Materials and methods

All searches were conducted from 1^st January 2022 to 1^st February 2022 for this narrative review, using key words and subject headings in databases of Cochrane, PubMed MEDLINE, Web of Science, CINAHL, LILACS, and clinicaltrials.gov. Manual searches were also conducted for reference lists of each selected articles and other relevant studies that could have been missed during database searches.

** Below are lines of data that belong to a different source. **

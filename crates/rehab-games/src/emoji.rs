//! Emoji matching game (visual recognition / cognitive processing)
//!
//! A 6x6 board of symbols refreshes on a timer and after every click. The
//! board must always offer at least one unclicked target cell while unclicked
//! cells remain: the probabilistic placement pass is followed by a forced
//! placement when it comes up empty. Clicks are synthesized from control
//! point dwell, or injected directly by embedders with a pointer.

use crate::overlay::OverlayCmd;
use crate::step::{StepInput, StepOutput};
use rand::Rng;
use rand::RngCore;
use rehab_vision::{Color, Point};
use serde::{Deserialize, Serialize};
use std::time::Duration;

/// Board edge length in cells
pub const GRID_SIZE: usize = 6;

/// Periodic board refresh interval
pub const REFRESH_INTERVAL: Duration = Duration::from_secs(10);

/// Chance for each unclicked cell to become the target during a refresh pass
pub const TARGET_PROBABILITY: f64 = 0.1;

/// Points per correct click
pub const POINTS_PER_HIT: i64 = 10;

/// The game ends when fewer unclicked cells than this remain
pub const MIN_UNCLICKED_CELLS: usize = 2;

/// Consecutive ticks the control point must stay inside one cell to click it
pub const CLICK_DWELL_TICKS: u32 = 15;

/// Horizontal margin around the board
const BOARD_MARGIN_X: i32 = 70;

/// Top margin above the board (leaves room for the HUD)
const BOARD_MARGIN_TOP: i32 = 70;

/// Symbol bank tiers (single-scalar symbols only)
#[derive(Debug, Clone, Copy, PartialEq, Eq, Default, Serialize, Deserialize)]
#[serde(rename_all = "snake_case")]
pub enum Difficulty {
    #[default]
    Easy,
    Medium,
    Hard,
}

const FOODS: &[char] = &[
    '🍏', '🍎', '🍐', '🍊', '🍋', '🍌', '🍉', '🍇', '🍓', '🍈', '🍒', '🍑', '🍍', '🥝', '🍅',
    '🥑', '🥦', '🥒', '🌽', '🥕', '🥔', '🍞', '🥐', '🧀', '🍗', '🍔', '🍟', '🍕', '🍦', '🍩',
];

const ANIMALS: &[char] = &[
    '🐶', '🐱', '🐭', '🐹', '🐰', '🦊', '🐻', '🐼', '🐨', '🐯', '🦁', '🐮', '🐷', '🐸', '🐵',
    '🐔', '🐧', '🐦', '🦆', '🦉', '🐺', '🐴', '🦄', '🐝', '🦋', '🐢', '🐍', '🐙', '🐬', '🐳',
];

const VEHICLES: &[char] = &[
    '🚗', '🚕', '🚙', '🚌', '🚑', '🚒', '🚚', '🚜', '🚲', '🚔', '🚘', '🚀', '🚁', '🚤', '🚢',
];

impl Difficulty {
    /// Symbol bank for this tier
    pub fn bank(&self) -> Vec<char> {
        match self {
            Difficulty::Easy => FOODS.to_vec(),
            Difficulty::Medium => ANIMALS.to_vec(),
            Difficulty::Hard => {
                let mut bank = ANIMALS.to_vec();
                bank.extend_from_slice(VEHICLES);
                bank
            }
        }
    }
}

/// One board cell
#[derive(Debug, Clone)]
pub struct Cell {
    pub symbol: char,
    pub clicked: bool,
    pub is_target: bool,
    /// Styling after a click: Some(true) correct, Some(false) incorrect
    pub verdict: Option<bool>,
}

/// Emoji game state
#[derive(Debug, Clone)]
pub struct EmojiState {
    pub grid: Vec<Cell>,
    pub target: char,
    pub score: u32,
    bank: Vec<char>,
    last_refresh: Duration,
    dwell_cell: Option<usize>,
    dwell_ticks: u32,
}

impl EmojiState {
    pub fn new(difficulty: Difficulty, rng: &mut dyn RngCore) -> Self {
        let bank = difficulty.bank();
        let target = bank[rng.gen_range(0..bank.len())];
        let mut state = Self {
            grid: (0..GRID_SIZE * GRID_SIZE)
                .map(|_| Cell {
                    symbol: ' ',
                    clicked: false,
                    is_target: false,
                    verdict: None,
                })
                .collect(),
            target,
            score: 0,
            bank,
            last_refresh: Duration::ZERO,
            dwell_cell: None,
            dwell_ticks: 0,
        };
        state.refresh(rng);
        state
    }

    pub fn score(&self) -> i64 {
        self.score as i64
    }

    /// Number of cells still playable
    pub fn unclicked_count(&self) -> usize {
        self.grid.iter().filter(|c| !c.clicked).count()
    }

    /// Whether an unclicked target cell is still on the board
    pub fn has_unclicked_target(&self) -> bool {
        self.grid.iter().any(|c| !c.clicked && c.is_target)
    }

    /// Advance one tick
    pub fn step(&mut self, input: &StepInput, rng: &mut dyn RngCore) -> StepOutput {
        let mut out = StepOutput::default();

        if input.elapsed.saturating_sub(self.last_refresh) >= REFRESH_INTERVAL {
            self.refresh(rng);
            self.last_refresh = input.elapsed;
        }

        // Dwell-to-click on the control point
        if input.control_live {
            match self.cell_at(input.control, input.frame_width, input.frame_height) {
                Some(idx) if self.dwell_cell == Some(idx) => {
                    self.dwell_ticks += 1;
                    if self.dwell_ticks >= CLICK_DWELL_TICKS {
                        out.score_delta += self.click(idx, rng);
                        self.dwell_cell = None;
                        self.dwell_ticks = 0;
                    }
                }
                other => {
                    self.dwell_cell = other;
                    self.dwell_ticks = 0;
                }
            }
        } else {
            self.dwell_cell = None;
            self.dwell_ticks = 0;
        }

        out.finished = self.unclicked_count() < MIN_UNCLICKED_CELLS;
        self.render(input, &mut out.overlay);
        out
    }

    /// Handle a click on the cell at `index`; returns the score delta
    ///
    /// Clicked cells are disabled regardless of correctness. A correct last
    /// target triggers an immediate new target + board refresh.
    pub fn click(&mut self, index: usize, rng: &mut dyn RngCore) -> i64 {
        let Some(cell) = self.grid.get_mut(index) else {
            return 0;
        };
        if cell.clicked {
            return 0;
        }
        cell.clicked = true;
        let delta = if cell.symbol == self.target {
            cell.verdict = Some(true);
            self.score += POINTS_PER_HIT as u32;
            POINTS_PER_HIT
        } else {
            cell.verdict = Some(false);
            0
        };

        // Never leave a board with playable cells but nothing to find
        if !self.has_unclicked_target() && self.unclicked_count() >= MIN_UNCLICKED_CELLS {
            self.target = self.bank[rng.gen_range(0..self.bank.len())];
        }
        // The board reshuffles after every handled click
        self.refresh(rng);
        delta
    }

    /// Click at a frame position (for embedders with a real pointer)
    pub fn click_at(
        &mut self,
        position: Point,
        frame_width: u32,
        frame_height: u32,
        rng: &mut dyn RngCore,
    ) -> i64 {
        match self.cell_at(position, frame_width, frame_height) {
            Some(idx) => self.click(idx, rng),
            None => 0,
        }
    }

    /// Refresh every unclicked cell with the standard target probability
    pub fn refresh(&mut self, rng: &mut dyn RngCore) {
        self.refresh_with_probability(rng, TARGET_PROBABILITY);
    }

    /// Placement pass with an explicit probability (tests drive the forced
    /// placement branch with probability 0)
    pub fn refresh_with_probability(&mut self, rng: &mut dyn RngCore, probability: f64) {
        let mut placed_target = false;
        for cell in self.grid.iter_mut().filter(|c| !c.clicked) {
            if rng.gen_bool(probability) {
                cell.symbol = self.target;
            } else {
                cell.symbol = self.bank[rng.gen_range(0..self.bank.len())];
            }
            cell.is_target = cell.symbol == self.target;
            placed_target |= cell.is_target;
        }

        // Hard invariant: force one target cell if the pass placed none
        if !placed_target {
            let unclicked: Vec<usize> = self
                .grid
                .iter()
                .enumerate()
                .filter(|(_, c)| !c.clicked)
                .map(|(i, _)| i)
                .collect();
            if !unclicked.is_empty() {
                let idx = unclicked[rng.gen_range(0..unclicked.len())];
                let cell = &mut self.grid[idx];
                cell.symbol = self.target;
                cell.is_target = true;
                log::debug!("emoji: forced target placement into cell {}", idx);
            }
        }
    }

    /// Cell side length for the given frame dimensions
    fn cell_size(frame_width: u32, frame_height: u32) -> i32 {
        let avail_w = frame_width as i32 - 2 * BOARD_MARGIN_X;
        let avail_h = frame_height as i32 - BOARD_MARGIN_TOP - 30;
        (avail_w / GRID_SIZE as i32).min(avail_h / GRID_SIZE as i32).max(1)
    }

    /// Top-left corner of a cell
    fn cell_origin(index: usize, frame_width: u32, frame_height: u32) -> (i32, i32) {
        let size = Self::cell_size(frame_width, frame_height);
        let row = (index / GRID_SIZE) as i32;
        let col = (index % GRID_SIZE) as i32;
        (BOARD_MARGIN_X + col * size, BOARD_MARGIN_TOP + row * size)
    }

    /// Map a frame position to a cell index
    fn cell_at(&self, p: Point, frame_width: u32, frame_height: u32) -> Option<usize> {
        let size = Self::cell_size(frame_width, frame_height);
        let col = (p.x as i32 - BOARD_MARGIN_X).checked_div(size)?;
        let row = (p.y as i32 - BOARD_MARGIN_TOP).checked_div(size)?;
        if p.x as i32 >= BOARD_MARGIN_X
            && p.y as i32 >= BOARD_MARGIN_TOP
            && (0..GRID_SIZE as i32).contains(&col)
            && (0..GRID_SIZE as i32).contains(&row)
        {
            Some(row as usize * GRID_SIZE + col as usize)
        } else {
            None
        }
    }

    fn render(&self, input: &StepInput, overlay: &mut Vec<OverlayCmd>) {
        let size = Self::cell_size(input.frame_width, input.frame_height);
        for (i, cell) in self.grid.iter().enumerate() {
            let (x, y) = Self::cell_origin(i, input.frame_width, input.frame_height);
            overlay.push(OverlayCmd::SymbolCell {
                x,
                y,
                size,
                symbol: cell.symbol,
                clicked: cell.verdict,
            });
        }
        // Target reminder beside the HUD
        overlay.push(OverlayCmd::Text {
            x: 20,
            y: BOARD_MARGIN_TOP - 30,
            text: "FIND:".to_string(),
            scale: 2,
            color: Color::WHITE,
        });
        overlay.push(OverlayCmd::SymbolCell {
            x: 90,
            y: BOARD_MARGIN_TOP - 38,
            size: 30,
            symbol: self.target,
            clicked: None,
        });

        if !input.control_live {
            overlay.push(OverlayCmd::text(
                20,
                input.frame_height as i32 - 30,
                "No hand detected - point with your index finger",
                Color::RED,
            ));
        }

        // Dwell progress ring around the cell being held
        if let Some(idx) = self.dwell_cell {
            if self.dwell_ticks > 0 {
                let (x, y) = Self::cell_origin(idx, input.frame_width, input.frame_height);
                overlay.push(OverlayCmd::Frame {
                    x,
                    y,
                    width: size,
                    height: size,
                    thickness: 2,
                    color: Color::YELLOW,
                });
            }
        }
    }
}
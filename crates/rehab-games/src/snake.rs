//! Snake game (fine motor control)
//!
//! The snake head follows the control point. Total trail length is a sliding
//! window: the trail grows by the distance moved each tick and is trimmed
//! from the oldest end whenever it exceeds the allowed length. Eating food
//! extends the allowance and scores a point.

use crate::overlay::{OverlayCmd, SpriteKind};
use crate::step::{StepInput, StepOutput};
use rand::Rng;
use rand::RngCore;
use rehab_vision::{Color, Point};
use std::collections::VecDeque;

/// Starting trail length allowance, in pixels
pub const INITIAL_ALLOWED_LENGTH: f32 = 150.0;

/// Allowance growth per food eaten
pub const GROWTH_PER_FOOD: f32 = 50.0;

/// Food glyph edge length (collision box matches the glyph)
pub const FOOD_SIZE: f32 = 50.0;

/// Safe placement margins: x in [100, w-50], y in [80, h-50]
pub const FOOD_MARGIN_LEFT: f32 = 100.0;
pub const FOOD_MARGIN_TOP: f32 = 80.0;
pub const FOOD_MARGIN_RIGHT: f32 = 50.0;
pub const FOOD_MARGIN_BOTTOM: f32 = 50.0;

/// Trail line thickness
const TRAIL_THICKNESS: i32 = 15;

/// Snake game state
#[derive(Debug, Clone)]
pub struct SnakeState {
    /// Trail points, oldest first
    pub trail: VecDeque<Point>,
    /// Segment length between consecutive trail points, oldest first
    pub segment_lengths: VecDeque<f32>,
    pub total_length: f32,
    pub allowed_length: f32,
    pub food: Point,
    pub score: u32,
    previous_head: Point,
}

impl SnakeState {
    pub fn new(frame_width: u32, frame_height: u32, rng: &mut dyn RngCore) -> Self {
        let mut state = Self {
            trail: VecDeque::new(),
            segment_lengths: VecDeque::new(),
            total_length: 0.0,
            allowed_length: INITIAL_ALLOWED_LENGTH,
            food: Point::default(),
            score: 0,
            previous_head: Point::default(),
        };
        state.relocate_food(frame_width, frame_height, rng);
        state
    }

    pub fn score(&self) -> i64 {
        self.score as i64
    }

    /// Advance one tick with the current control point as the new head
    pub fn step(&mut self, input: &StepInput, rng: &mut dyn RngCore) -> StepOutput {
        let mut out = StepOutput::default();
        let head = input.control;

        let distance = head.distance(&self.previous_head);
        self.trail.push_back(head);
        self.segment_lengths.push_back(distance);
        self.total_length += distance;
        self.previous_head = head;

        // Sliding-window trim from the oldest end
        while self.total_length > self.allowed_length {
            match self.segment_lengths.pop_front() {
                Some(oldest) => {
                    self.total_length -= oldest;
                    self.trail.pop_front();
                }
                None => break,
            }
        }

        // Food collision: point-in-box sized to the glyph
        let half = FOOD_SIZE / 2.0;
        if (self.food.x - half) < head.x
            && head.x < (self.food.x + half)
            && (self.food.y - half) < head.y
            && head.y < (self.food.y + half)
        {
            self.relocate_food(input.frame_width, input.frame_height, rng);
            self.allowed_length += GROWTH_PER_FOOD;
            self.score += 1;
            out.score_delta = 1;
            log::debug!("snake: food eaten, score {}", self.score);
        }

        self.render(input, &mut out.overlay);
        out
    }

    /// Move the food to a random point within the safe margins
    fn relocate_food(&mut self, frame_width: u32, frame_height: u32, rng: &mut dyn RngCore) {
        let max_x = (frame_width as f32 - FOOD_MARGIN_RIGHT).max(FOOD_MARGIN_LEFT + 1.0);
        let max_y = (frame_height as f32 - FOOD_MARGIN_BOTTOM).max(FOOD_MARGIN_TOP + 1.0);
        self.food = Point::new(
            rng.gen_range(FOOD_MARGIN_LEFT..max_x),
            rng.gen_range(FOOD_MARGIN_TOP..max_y),
        );
    }

    fn render(&self, input: &StepInput, overlay: &mut Vec<OverlayCmd>) {
        // Body, then head on top, then food
        for pair in self.trail.iter().collect::<Vec<_>>().windows(2) {
            overlay.push(OverlayCmd::Line {
                from: *pair[0],
                to: *pair[1],
                thickness: TRAIL_THICKNESS,
                color: Color::RED,
            });
        }
        if let Some(head) = self.trail.back() {
            overlay.push(OverlayCmd::Circle {
                center: *head,
                radius: 15,
                color: Color::GREEN,
            });
        }
        overlay.push(OverlayCmd::Sprite {
            kind: SpriteKind::Food,
            center: self.food,
        });

        if !input.control_live {
            overlay.push(OverlayCmd::text(
                20,
                110,
                "No hand detected - show your hand to camera",
                Color::RED,
            ));
            // Positioning guide: center circle with a tick at each cardinal
            let cx = input.frame_width as f32 / 2.0;
            let cy = input.frame_height as f32 / 2.0;
            let radius = 70.0;
            overlay.push(OverlayCmd::Ring {
                center: Point::new(cx, cy),
                radius: radius as i32,
                thickness: 2,
                color: Color::ORANGE,
            });
            for (dx, dy) in [(0.0, -1.0), (0.0, 1.0), (-1.0, 0.0), (1.0, 0.0)] {
                overlay.push(OverlayCmd::Line {
                    from: Point::new(cx + dx * radius, cy + dy * radius),
                    to: Point::new(cx + dx * (radius + 12.0), cy + dy * (radius + 12.0)),
                    thickness: 2,
                    color: Color::ORANGE,
                });
            }
        }
    }
}

#[cfg(test)]
mod tests {
    use super::*;
    use rand::rngs::SmallRng;
    use rand::SeedableRng;

    fn input(control: Point) -> StepInput<'static> {
        StepInput {
            frame_width: 640,
            frame_height: 480,
            control,
            control_live: true,
            hands: &[],
            elapsed: std::time::Duration::ZERO,
        }
    }

    #[test]
    fn trail_length_never_exceeds_allowance() {
        let mut rng = SmallRng::seed_from_u64(11);
        let mut state = SnakeState::new(640, 480, &mut rng);
        let mut x = 100.0;
        for _ in 0..200 {
            x += 9.0;
            if x > 600.0 {
                x = 100.0;
            }
            state.step(&input(Point::new(x, 240.0)), &mut rng);
            assert!(
                state.total_length <= state.allowed_length + 1e-3,
                "window overflow: {} > {}",
                state.total_length,
                state.allowed_length
            );
        }
    }

    #[test]
    fn trim_scenario_149_plus_5() {
        let mut rng = SmallRng::seed_from_u64(5);
        let mut state = SnakeState::new(640, 480, &mut rng);
        // Build the trail to total_length just below the allowance
        state.previous_head = Point::new(100.0, 100.0);
        state.trail.push_back(Point::new(100.0, 100.0));
        state.segment_lengths.push_back(0.0);
        let mut x = 100.0;
        while state.total_length < 149.0 {
            x += 1.0;
            state.trail.push_back(Point::new(x, 100.0));
            state.segment_lengths.push_back(1.0);
            state.total_length += 1.0;
            state.previous_head = Point::new(x, 100.0);
        }
        assert_eq!(state.total_length, 149.0);

        // Move food out of the way so only the trim path runs
        state.food = Point::new(600.0, 400.0);
        state.step(&input(Point::new(x + 5.0, 100.0)), &mut rng);

        assert!(state.total_length <= 150.0);
        assert!(state.total_length > 140.0);
    }

    #[test]
    fn lost_hand_renders_guide_circle_with_tick_marks() {
        let mut rng = SmallRng::seed_from_u64(9);
        let mut state = SnakeState::new(640, 480, &mut rng);
        let coasting = StepInput {
            control_live: false,
            ..input(Point::new(320.0, 240.0))
        };

        let out = state.step(&coasting, &mut rng);

        let rings = out
            .overlay
            .iter()
            .filter(|c| matches!(c, OverlayCmd::Ring { .. }))
            .count();
        let ticks = out
            .overlay
            .iter()
            .filter(|c| matches!(c, OverlayCmd::Line { .. }))
            .count();
        assert_eq!(rings, 1);
        // Fresh trail has a single point, so every line is a tick mark
        assert_eq!(ticks, 4);
    }

    #[test]
    fn eating_food_grows_allowance_and_scores() {
        let mut rng = SmallRng::seed_from_u64(2);
        let mut state = SnakeState::new(640, 480, &mut rng);
        let food = state.food;
        let allowance_before = state.allowed_length;

        let out = state.step(&input(food), &mut rng);

        assert_eq!(state.score, 1);
        assert_eq!(out.score_delta, 1);
        assert_eq!(state.allowed_length, allowance_before + GROWTH_PER_FOOD);
        // Food moved somewhere else within the margins
        assert!(state.food.x >= FOOD_MARGIN_LEFT && state.food.x <= 640.0 - FOOD_MARGIN_RIGHT);
        assert!(state.food.y >= FOOD_MARGIN_TOP && state.food.y <= 480.0 - FOOD_MARGIN_BOTTOM);
    }
}
//! Built-in 5x7 bitmap font
//!
//! Enough glyphs for the HUD and guidance messages: digits, the latin
//! alphabet (input is uppercased) and the handful of punctuation the
//! overlays use. Unknown characters render as a hollow box so missing
//! glyphs are visible rather than silent.

use rehab_vision::{Color, Frame};

/// Glyph width in font pixels
pub const GLYPH_WIDTH: i32 = 5;

/// Glyph height in font pixels
pub const GLYPH_HEIGHT: i32 = 7;

/// Horizontal spacing between glyphs, in font pixels
pub const GLYPH_SPACING: i32 = 1;

/// Rows top to bottom, low 5 bits per row, bit 4 leftmost
type Glyph = [u8; 7];

const FALLBACK: Glyph = [0x1F, 0x11, 0x11, 0x11, 0x11, 0x11, 0x1F];

fn glyph(c: char) -> Option<Glyph> {
    let g: Glyph = match c {
        ' ' => [0x00; 7],
        '0' => [0x0E, 0x11, 0x13, 0x15, 0x19, 0x11, 0x0E],
        '1' => [0x04, 0x0C, 0x04, 0x04, 0x04, 0x04, 0x0E],
        '2' => [0x0E, 0x11, 0x01, 0x02, 0x04, 0x08, 0x1F],
        '3' => [0x1F, 0x02, 0x04, 0x02, 0x01, 0x11, 0x0E],
        '4' => [0x02, 0x06, 0x0A, 0x12, 0x1F, 0x02, 0x02],
        '5' => [0x1F, 0x10, 0x1E, 0x01, 0x01, 0x11, 0x0E],
        '6' => [0x06, 0x08, 0x10, 0x1E, 0x11, 0x11, 0x0E],
        '7' => [0x1F, 0x01, 0x02, 0x04, 0x08, 0x08, 0x08],
        '8' => [0x0E, 0x11, 0x11, 0x0E, 0x11, 0x11, 0x0E],
        '9' => [0x0E, 0x11, 0x11, 0x0F, 0x01, 0x02, 0x0C],
        'A' => [0x0E, 0x11, 0x11, 0x1F, 0x11, 0x11, 0x11],
        'B' => [0x1E, 0x11, 0x11, 0x1E, 0x11, 0x11, 0x1E],
        'C' => [0x0E, 0x11, 0x10, 0x10, 0x10, 0x11, 0x0E],
        'D' => [0x1C, 0x12, 0x11, 0x11, 0x11, 0x12, 0x1C],
        'E' => [0x1F, 0x10, 0x10, 0x1E, 0x10, 0x10, 0x1F],
        'F' => [0x1F, 0x10, 0x10, 0x1E, 0x10, 0x10, 0x10],
        'G' => [0x0E, 0x11, 0x10, 0x17, 0x11, 0x11, 0x0F],
        'H' => [0x11, 0x11, 0x11, 0x1F, 0x11, 0x11, 0x11],
        'I' => [0x0E, 0x04, 0x04, 0x04, 0x04, 0x04, 0x0E],
        'J' => [0x07, 0x02, 0x02, 0x02, 0x02, 0x12, 0x0C],
        'K' => [0x11, 0x12, 0x14, 0x18, 0x14, 0x12, 0x11],
        'L' => [0x10, 0x10, 0x10, 0x10, 0x10, 0x10, 0x1F],
        'M' => [0x11, 0x1B, 0x15, 0x15, 0x11, 0x11, 0x11],
        'N' => [0x11, 0x11, 0x19, 0x15, 0x13, 0x11, 0x11],
        'O' => [0x0E, 0x11, 0x11, 0x11, 0x11, 0x11, 0x0E],
        'P' => [0x1E, 0x11, 0x11, 0x1E, 0x10, 0x10, 0x10],
        'Q' => [0x0E, 0x11, 0x11, 0x11, 0x15, 0x12, 0x0D],
        'R' => [0x1E, 0x11, 0x11, 0x1E, 0x14, 0x12, 0x11],
        'S' => [0x0F, 0x10, 0x10, 0x0E, 0x01, 0x01, 0x1E],
        'T' => [0x1F, 0x04, 0x04, 0x04, 0x04, 0x04, 0x04],
        'U' => [0x11, 0x11, 0x11, 0x11, 0x11, 0x11, 0x0E],
        'V' => [0x11, 0x11, 0x11, 0x11, 0x11, 0x0A, 0x04],
        'W' => [0x11, 0x11, 0x11, 0x15, 0x15, 0x15, 0x0A],
        'X' => [0x11, 0x11, 0x0A, 0x04, 0x0A, 0x11, 0x11],
        'Y' => [0x11, 0x11, 0x11, 0x0A, 0x04, 0x04, 0x04],
        'Z' => [0x1F, 0x01, 0x02, 0x04, 0x08, 0x10, 0x1F],
        ':' => [0x00, 0x0C, 0x0C, 0x00, 0x0C, 0x0C, 0x00],
        '!' => [0x04, 0x04, 0x04, 0x04, 0x04, 0x00, 0x04],
        '-' => [0x00, 0x00, 0x00, 0x1F, 0x00, 0x00, 0x00],
        '.' => [0x00, 0x00, 0x00, 0x00, 0x00, 0x0C, 0x0C],
        ',' => [0x00, 0x00, 0x00, 0x00, 0x0C, 0x04, 0x08],
        '/' => [0x01, 0x01, 0x02, 0x04, 0x08, 0x10, 0x10],
        '(' => [0x02, 0x04, 0x08, 0x08, 0x08, 0x04, 0x02],
        ')' => [0x08, 0x04, 0x02, 0x02, 0x02, 0x04, 0x08],
        '%' => [0x19, 0x19, 0x02, 0x04, 0x08, 0x13, 0x13],
        _ => return None,
    };
    Some(g)
}

/// Width in frame pixels of `text` rendered at `scale`
pub fn text_width(text: &str, scale: i32) -> i32 {
    text.chars().count() as i32 * (GLYPH_WIDTH + GLYPH_SPACING) * scale.max(1)
}

/// Draw `text` with its top-left corner at (x, y)
pub fn draw_text(frame: &mut Frame, x: i32, y: i32, text: &str, scale: i32, color: Color) {
    let scale = scale.max(1);
    let mut pen_x = x;
    for c in text.chars() {
        let g = glyph(c.to_ascii_uppercase()).unwrap_or(FALLBACK);
        for (row, bits) in g.iter().enumerate() {
            for col in 0..GLYPH_WIDTH {
                if bits & (1 << (GLYPH_WIDTH - 1 - col)) != 0 {
                    frame.fill_rect(
                        pen_x + col * scale,
                        y + row as i32 * scale,
                        scale,
                        scale,
                        color,
                    );
                }
            }
        }
        pen_x += (GLYPH_WIDTH + GLYPH_SPACING) * scale;
    }
}

#[cfg(test)]
mod tests {
    use super::*;

    #[test]
    fn draws_within_expected_extent() {
        let mut f = Frame::new(100, 20);
        draw_text(&mut f, 2, 2, "SCORE: 42", 1, Color::WHITE);
        // Some ink was laid down
        assert!(f.data().iter().any(|&b| b != 0));
        // Nothing beyond the computed width
        let extent = 2 + text_width("SCORE: 42", 1);
        for y in 0..20 {
            for x in extent..100 {
                assert_eq!(f.get(x, y), Color::BLACK);
            }
        }
    }

    #[test]
    fn lowercase_maps_to_uppercase_glyphs() {
        let mut upper = Frame::new(40, 10);
        let mut lower = Frame::new(40, 10);
        draw_text(&mut upper, 0, 0, "HAND", 1, Color::WHITE);
        draw_text(&mut lower, 0, 0, "hand", 1, Color::WHITE);
        assert_eq!(upper, lower);
    }

    #[test]
    fn scale_multiplies_width() {
        assert_eq!(text_width("AB", 1) * 3, text_width("AB", 3));
    }
}
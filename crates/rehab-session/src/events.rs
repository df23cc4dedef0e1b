//! Session event bridge
//!
//! The worker thread reports progress over a bounded flume channel. Senders
//! never block; when the receiver lags, events are dropped with a log line
//! rather than stalling the frame loop.

use rehab_games::GameType;

/// Channel depth for session events
pub const EVENT_CHANNEL_CAPACITY: usize = 256;

/// Progress notifications from a running session
#[derive(Debug, Clone, PartialEq)]
pub enum SessionEvent {
    /// Score changed; carries the new total
    ScoreChanged(i64),
    /// Hand visibility flipped
    HandStatus { visible: bool },
    /// Session finished normally with the final score
    Completed { game_type: GameType, score: i64 },
    /// Session was stopped before the timer ran out
    Aborted { game_type: GameType, score: i64 },
}

/// Create the event channel pair for one session
pub fn event_channel() -> (flume::Sender<SessionEvent>, flume::Receiver<SessionEvent>) {
    flume::bounded(EVENT_CHANNEL_CAPACITY)
}

/// Send without blocking, dropping the event when the channel is full
pub fn send_event(tx: &flume::Sender<SessionEvent>, event: SessionEvent) {
    if let Err(e) = tx.try_send(event) {
        log::debug!("events: dropped session event: {}", e);
    }
}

The mechanism of metformin inhibiting tumor cells in basic studies

Experimental studies have demonstrated that metformin may suppress the growth of breast, ovarian, prostate, and EC cells via altering glucose metabolism and inhibiting the phosphatidylinositol-3-kinase/protein kinase B/mammalian target of rapamycin (PI3K-AKT-mTOR) signaling pathway (5, 10). Also, metformin has been found to alternate the adenosine monophosphate/adenosine diphosphate/adenosine triphosphate (AMP/ADP/ATP) ratio, to activate adenosine monophosphate-activated protein kinase (AMPK), a major mediators of cell energy homeostasis, then to induce tumor suppressor genes to inhibit the proliferation of EC cells (11). Notably, a recent finding showed low-dose metformin could activate AMPK without effects on cellular AMP levels. The study found that metformin activates AMPK through binding to Presenilin enhancer 2 (PEN2) to inhibit the lysosomal proton pump v-ATPase (12). In addition, metformin has been shown to increase expression of the progesterone receptor and sensitize progestin-resistant EC cells to medroxyprogesterone (MPA)-induced apoptosis (13, 14).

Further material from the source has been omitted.